Cheap perovskite boosts commercial solar cell energy conversion by 20%

UCLA created a double layer solar cell by spraying a thin layer of perovskite onto a commercially available solar cell. The solar cell that forms the bottom layer of the device is made of a compound of copper, indium, gallium and selenide, or CIGS. The new cell converts 22.4% of the incoming energy from the sun.
 
The performance was confirmed in independent tests at the U.S. Department of Energy’s National Renewable Energy Laboratory.
 
The cell’s CIGS base layer, which is about 2 microns (or two-thousandths of a millimeter) thick, absorbs sunlight and generates energy at a rate of 18.7 percent efficiency on its own, but adding the 1 micron-thick perovskite layer improves its efficiency — much like how adding a turbocharger to a car engine can improve its performance.
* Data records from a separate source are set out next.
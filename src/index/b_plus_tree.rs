use std::cmp::Ordering;
use std::sync::Arc;

use tracing::{debug, trace, warn};

use crate::buffer::{BufferPoolManager, PageView, ReadPageGuard, WritePageGuard};
use crate::common::{ArborError, PageId, RecordId, Result, DEFAULT_KEY_SIZE, INVALID_PAGE_ID};

use super::btree_page::{BTreePageHeader, BTreePageRef, IndexPageType};
use super::context::Context;
use super::header_page::{HeaderPageMut, HeaderPageRef};
use super::internal_page::{internal_page_capacity, InternalPageMut, InternalPageRef};
use super::leaf_page::{leaf_page_capacity, LeafPageMut, LeafPageRef};
use super::{BTreeIterator, KeyComparator};

/// Geometry of a tree: key width and page fan-out.
#[derive(Debug, Clone, Copy, PartialEq, Eq)]
pub struct BPlusTreeOptions {
    pub key_size: usize,
    /// Maximum number of entries in a leaf page.
    pub leaf_max_size: usize,
    /// Maximum number of children of an internal page.
    pub internal_max_size: usize,
}

impl BPlusTreeOptions {
    /// Largest fan-out that fits a page for the given key width.
    pub fn with_key_size(key_size: usize) -> Self {
        Self {
            key_size,
            leaf_max_size: leaf_page_capacity(key_size).saturating_sub(1),
            internal_max_size: internal_page_capacity(key_size).saturating_sub(1),
        }
    }

    pub fn validate(&self) -> Result<()> {
        if self.key_size == 0 {
            return Err(ArborError::InvalidConfig("key_size must be positive".into()));
        }
        if self.leaf_max_size < 2 {
            return Err(ArborError::InvalidConfig(format!(
                "leaf_max_size must be at least 2, got {}",
                self.leaf_max_size
            )));
        }
        if self.internal_max_size < 3 {
            return Err(ArborError::InvalidConfig(format!(
                "internal_max_size must be at least 3, got {}",
                self.internal_max_size
            )));
        }
        // An overflowing page holds max + 1 entries until it is split
        if self.leaf_max_size + 1 > leaf_page_capacity(self.key_size) {
            return Err(ArborError::InvalidConfig(format!(
                "leaf_max_size {} does not fit a page with {}-byte keys",
                self.leaf_max_size, self.key_size
            )));
        }
        if self.internal_max_size + 1 > internal_page_capacity(self.key_size) {
            return Err(ArborError::InvalidConfig(format!(
                "internal_max_size {} does not fit a page with {}-byte keys",
                self.internal_max_size, self.key_size
            )));
        }
        Ok(())
    }
}

impl Default for BPlusTreeOptions {
    fn default() -> Self {
        Self::with_key_size(DEFAULT_KEY_SIZE)
    }
}

/// Shape summary returned by [`BPlusTree::check_integrity`].
#[derive(Debug, Clone, Copy, PartialEq, Eq, Default)]
pub struct TreeStats {
    /// Number of levels; 0 for an empty tree.
    pub depth: usize,
    pub leaf_pages: usize,
    pub internal_pages: usize,
    pub entries: usize,
}

/// Reads the tag of a tree page, rejecting anything that is not a leaf or an
/// internal page.
fn is_leaf_page(data: &[u8], page_id: PageId) -> Result<bool> {
    match BTreePageRef::from_bytes(data).page_type() {
        IndexPageType::Leaf => Ok(true),
        IndexPageType::Internal => Ok(false),
        IndexPageType::Invalid => Err(ArborError::IndexCorrupted(format!(
            "page {page_id} is not a tree page"
        ))),
    }
}

fn corrupted(message: impl Into<String>) -> ArborError {
    ArborError::IndexCorrupted(message.into())
}

/// A page is safe for insert if one more entry cannot split it.
/// The root flag is unused; it keeps the signature shared with `is_delete_safe`.
fn is_insert_safe(page: &BTreePageRef<'_>, _is_root: bool) -> bool {
    page.size() < page.max_size()
}

/// A page is safe for delete if losing one entry cannot underflow it.
fn is_delete_safe(page: &BTreePageRef<'_>, is_root: bool) -> bool {
    match (is_root, page.is_leaf()) {
        (true, true) => page.size() > 1,
        (true, false) => page.size() > 2,
        (false, _) => page.size() > page.min_size(),
    }
}

fn take_reserved(reserved: &mut Vec<WritePageGuard>) -> Result<WritePageGuard> {
    reserved
        .pop()
        .ok_or_else(|| corrupted("split needed more pages than were reserved"))
}

/// Outcome of an exclusive descent
enum Descent {
    /// Guards down to the target leaf
    Leaf(Context),
    /// The tree is empty; the header guard is handed back
    Empty(WritePageGuard),
}

/// A concurrent B+Tree mapping fixed-width keys to [`RecordId`]s.
///
/// All pages live in the buffer pool. The root pointer is kept in a header
/// page that never moves, so a tree can be reopened from its header page id.
///
/// Readers crab down with shared guards. Writers first try the same descent
/// and lock only the leaf exclusively; if the leaf could split or underflow
/// they start over, holding exclusive guards on every page that might change.
pub struct BPlusTree<C: KeyComparator> {
    header_page_id: PageId,
    bpm: Arc<BufferPoolManager>,
    comparator: C,
    options: BPlusTreeOptions,
}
The two layers are joined by a nanoscale interface that the UCLA researchers designed; the interface helps give the device higher voltage, which increases the amount of power it can export.
 
And the entire assembly sits on a glass substrate that’s about 2 millimeters thick.
 
“Our technology boosted the existing CIGS solar cell performance by nearly 20 percent from its original performance,” Yang said. “That means a 20 percent reduction in energy costs.”
 
He added that devices using the two-layer design could eventually approach 30 percent power conversion efficiency. That will be the research group’s next goal.